* _RECORDS FOR THE EXERCISE_:
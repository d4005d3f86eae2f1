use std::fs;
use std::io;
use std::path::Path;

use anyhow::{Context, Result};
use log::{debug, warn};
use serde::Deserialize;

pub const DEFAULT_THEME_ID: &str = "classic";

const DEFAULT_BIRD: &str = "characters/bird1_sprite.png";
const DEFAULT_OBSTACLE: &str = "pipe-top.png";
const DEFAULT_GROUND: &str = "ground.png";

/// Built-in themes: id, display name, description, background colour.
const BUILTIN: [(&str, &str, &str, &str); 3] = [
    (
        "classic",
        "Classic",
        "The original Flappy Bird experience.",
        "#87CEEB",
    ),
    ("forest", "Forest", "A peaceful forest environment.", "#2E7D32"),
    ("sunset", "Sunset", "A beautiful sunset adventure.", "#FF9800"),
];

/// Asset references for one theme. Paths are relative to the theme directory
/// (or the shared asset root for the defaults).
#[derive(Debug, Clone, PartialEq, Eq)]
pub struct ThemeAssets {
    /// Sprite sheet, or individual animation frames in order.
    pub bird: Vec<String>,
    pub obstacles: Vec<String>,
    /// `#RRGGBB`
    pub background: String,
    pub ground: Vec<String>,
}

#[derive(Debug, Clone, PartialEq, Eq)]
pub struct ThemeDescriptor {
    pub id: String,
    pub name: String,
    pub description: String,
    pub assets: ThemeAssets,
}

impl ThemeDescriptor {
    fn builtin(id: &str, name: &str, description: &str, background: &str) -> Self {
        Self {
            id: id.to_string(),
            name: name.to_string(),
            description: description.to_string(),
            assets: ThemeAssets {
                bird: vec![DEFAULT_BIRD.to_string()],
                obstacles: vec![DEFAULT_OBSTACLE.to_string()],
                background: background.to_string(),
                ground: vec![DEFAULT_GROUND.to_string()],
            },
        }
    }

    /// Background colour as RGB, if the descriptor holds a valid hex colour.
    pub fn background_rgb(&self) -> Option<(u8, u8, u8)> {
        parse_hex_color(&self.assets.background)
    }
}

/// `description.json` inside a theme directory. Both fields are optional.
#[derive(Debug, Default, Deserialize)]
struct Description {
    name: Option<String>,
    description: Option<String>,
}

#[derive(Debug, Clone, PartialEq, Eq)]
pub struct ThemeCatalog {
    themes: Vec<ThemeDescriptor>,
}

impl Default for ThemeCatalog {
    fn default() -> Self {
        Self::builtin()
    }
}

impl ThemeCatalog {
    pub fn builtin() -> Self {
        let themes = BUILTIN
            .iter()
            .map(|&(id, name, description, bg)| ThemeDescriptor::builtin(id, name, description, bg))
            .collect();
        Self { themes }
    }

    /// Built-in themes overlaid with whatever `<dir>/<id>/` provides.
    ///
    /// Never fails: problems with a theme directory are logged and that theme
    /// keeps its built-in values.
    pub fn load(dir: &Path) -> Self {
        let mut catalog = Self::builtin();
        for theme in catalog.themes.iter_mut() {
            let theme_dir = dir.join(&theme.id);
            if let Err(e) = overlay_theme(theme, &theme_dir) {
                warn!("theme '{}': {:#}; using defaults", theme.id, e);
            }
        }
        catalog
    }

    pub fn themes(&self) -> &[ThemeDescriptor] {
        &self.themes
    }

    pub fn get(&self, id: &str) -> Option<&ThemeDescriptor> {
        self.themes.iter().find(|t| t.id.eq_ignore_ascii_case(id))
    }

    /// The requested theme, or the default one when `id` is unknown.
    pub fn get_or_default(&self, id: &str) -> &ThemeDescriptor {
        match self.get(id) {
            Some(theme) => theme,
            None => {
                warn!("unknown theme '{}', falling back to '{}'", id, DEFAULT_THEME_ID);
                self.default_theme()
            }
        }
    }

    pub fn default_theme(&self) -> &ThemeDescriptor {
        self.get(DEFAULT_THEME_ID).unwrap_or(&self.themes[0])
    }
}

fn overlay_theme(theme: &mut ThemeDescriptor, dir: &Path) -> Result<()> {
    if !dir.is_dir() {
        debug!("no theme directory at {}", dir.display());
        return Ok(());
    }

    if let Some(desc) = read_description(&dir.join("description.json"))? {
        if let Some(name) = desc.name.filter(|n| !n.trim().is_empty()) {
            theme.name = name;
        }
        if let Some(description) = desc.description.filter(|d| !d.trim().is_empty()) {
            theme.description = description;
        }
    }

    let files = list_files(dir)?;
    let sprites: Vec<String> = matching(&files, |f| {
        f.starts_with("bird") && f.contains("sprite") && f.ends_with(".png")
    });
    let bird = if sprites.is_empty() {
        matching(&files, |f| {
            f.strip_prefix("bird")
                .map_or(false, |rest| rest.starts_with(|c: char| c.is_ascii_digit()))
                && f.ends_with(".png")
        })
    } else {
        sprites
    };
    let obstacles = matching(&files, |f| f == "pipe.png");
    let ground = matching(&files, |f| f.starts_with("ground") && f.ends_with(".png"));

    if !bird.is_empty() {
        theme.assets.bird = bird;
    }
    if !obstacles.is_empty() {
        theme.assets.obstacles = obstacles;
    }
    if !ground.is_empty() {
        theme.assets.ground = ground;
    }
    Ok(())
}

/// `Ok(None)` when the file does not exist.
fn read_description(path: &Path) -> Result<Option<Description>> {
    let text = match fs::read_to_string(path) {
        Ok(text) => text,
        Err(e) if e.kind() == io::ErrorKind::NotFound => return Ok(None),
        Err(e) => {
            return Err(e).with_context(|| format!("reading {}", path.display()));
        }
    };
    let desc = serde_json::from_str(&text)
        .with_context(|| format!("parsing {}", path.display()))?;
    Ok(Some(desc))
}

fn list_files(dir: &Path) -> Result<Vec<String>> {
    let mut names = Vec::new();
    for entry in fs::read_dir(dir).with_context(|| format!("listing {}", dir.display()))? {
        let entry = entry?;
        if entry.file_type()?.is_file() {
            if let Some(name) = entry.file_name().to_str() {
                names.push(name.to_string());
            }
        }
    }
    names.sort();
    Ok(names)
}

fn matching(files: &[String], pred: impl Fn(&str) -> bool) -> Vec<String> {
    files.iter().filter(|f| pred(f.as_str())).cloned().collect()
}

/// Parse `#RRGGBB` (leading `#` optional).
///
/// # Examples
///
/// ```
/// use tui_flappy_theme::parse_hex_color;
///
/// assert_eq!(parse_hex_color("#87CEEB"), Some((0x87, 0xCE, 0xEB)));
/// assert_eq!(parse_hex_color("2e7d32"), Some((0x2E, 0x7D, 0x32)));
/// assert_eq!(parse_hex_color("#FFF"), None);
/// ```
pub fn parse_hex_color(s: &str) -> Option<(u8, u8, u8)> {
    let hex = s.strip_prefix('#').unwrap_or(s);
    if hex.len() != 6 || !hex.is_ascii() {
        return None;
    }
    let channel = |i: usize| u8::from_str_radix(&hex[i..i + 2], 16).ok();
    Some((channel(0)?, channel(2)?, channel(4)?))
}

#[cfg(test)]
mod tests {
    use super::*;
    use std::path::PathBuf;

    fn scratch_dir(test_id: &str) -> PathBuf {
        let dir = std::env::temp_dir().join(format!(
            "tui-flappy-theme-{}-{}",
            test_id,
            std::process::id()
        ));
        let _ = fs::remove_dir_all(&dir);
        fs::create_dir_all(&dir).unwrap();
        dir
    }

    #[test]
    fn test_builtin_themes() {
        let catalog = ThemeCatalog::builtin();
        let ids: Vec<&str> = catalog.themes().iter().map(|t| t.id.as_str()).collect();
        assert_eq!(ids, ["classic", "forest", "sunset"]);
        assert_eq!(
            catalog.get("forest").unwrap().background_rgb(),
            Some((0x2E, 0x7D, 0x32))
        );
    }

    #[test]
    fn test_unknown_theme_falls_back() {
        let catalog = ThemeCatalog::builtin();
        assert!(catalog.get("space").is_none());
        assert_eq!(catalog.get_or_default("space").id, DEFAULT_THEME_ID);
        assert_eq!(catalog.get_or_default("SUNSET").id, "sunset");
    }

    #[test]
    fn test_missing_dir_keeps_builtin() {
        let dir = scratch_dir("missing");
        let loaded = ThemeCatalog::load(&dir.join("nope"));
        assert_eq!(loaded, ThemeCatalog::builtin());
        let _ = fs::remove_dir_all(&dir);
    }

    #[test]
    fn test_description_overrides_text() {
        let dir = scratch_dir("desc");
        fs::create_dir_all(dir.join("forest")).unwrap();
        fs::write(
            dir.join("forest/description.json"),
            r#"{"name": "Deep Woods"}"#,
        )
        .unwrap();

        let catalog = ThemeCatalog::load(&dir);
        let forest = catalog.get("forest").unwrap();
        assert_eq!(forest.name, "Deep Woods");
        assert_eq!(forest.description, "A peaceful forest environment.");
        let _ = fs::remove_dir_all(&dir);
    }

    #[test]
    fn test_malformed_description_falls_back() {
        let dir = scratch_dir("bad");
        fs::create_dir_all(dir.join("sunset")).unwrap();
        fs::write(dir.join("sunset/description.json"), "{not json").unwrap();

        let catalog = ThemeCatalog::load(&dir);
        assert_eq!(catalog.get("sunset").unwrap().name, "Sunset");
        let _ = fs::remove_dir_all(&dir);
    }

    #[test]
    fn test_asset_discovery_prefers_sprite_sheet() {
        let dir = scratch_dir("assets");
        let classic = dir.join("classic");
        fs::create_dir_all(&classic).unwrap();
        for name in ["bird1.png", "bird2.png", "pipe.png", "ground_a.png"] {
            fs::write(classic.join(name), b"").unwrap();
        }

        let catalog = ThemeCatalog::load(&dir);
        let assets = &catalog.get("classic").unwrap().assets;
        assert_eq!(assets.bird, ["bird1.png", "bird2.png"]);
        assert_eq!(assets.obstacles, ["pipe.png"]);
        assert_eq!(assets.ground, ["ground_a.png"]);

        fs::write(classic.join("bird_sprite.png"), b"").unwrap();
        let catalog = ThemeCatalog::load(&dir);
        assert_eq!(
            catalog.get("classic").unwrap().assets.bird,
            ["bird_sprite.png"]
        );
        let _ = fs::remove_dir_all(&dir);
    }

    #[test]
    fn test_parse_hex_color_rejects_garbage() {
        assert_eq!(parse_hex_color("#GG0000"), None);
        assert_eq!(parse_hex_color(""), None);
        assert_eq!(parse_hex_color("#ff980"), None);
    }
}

* _PROBLEM DETAILS_: Report every line above that has the string "sprites" in it.

* _ANSWER BOX_:
    let sprites: Vec<String> = matching(&files, |f| {
    let bird = if sprites.is_empty() {
        sprites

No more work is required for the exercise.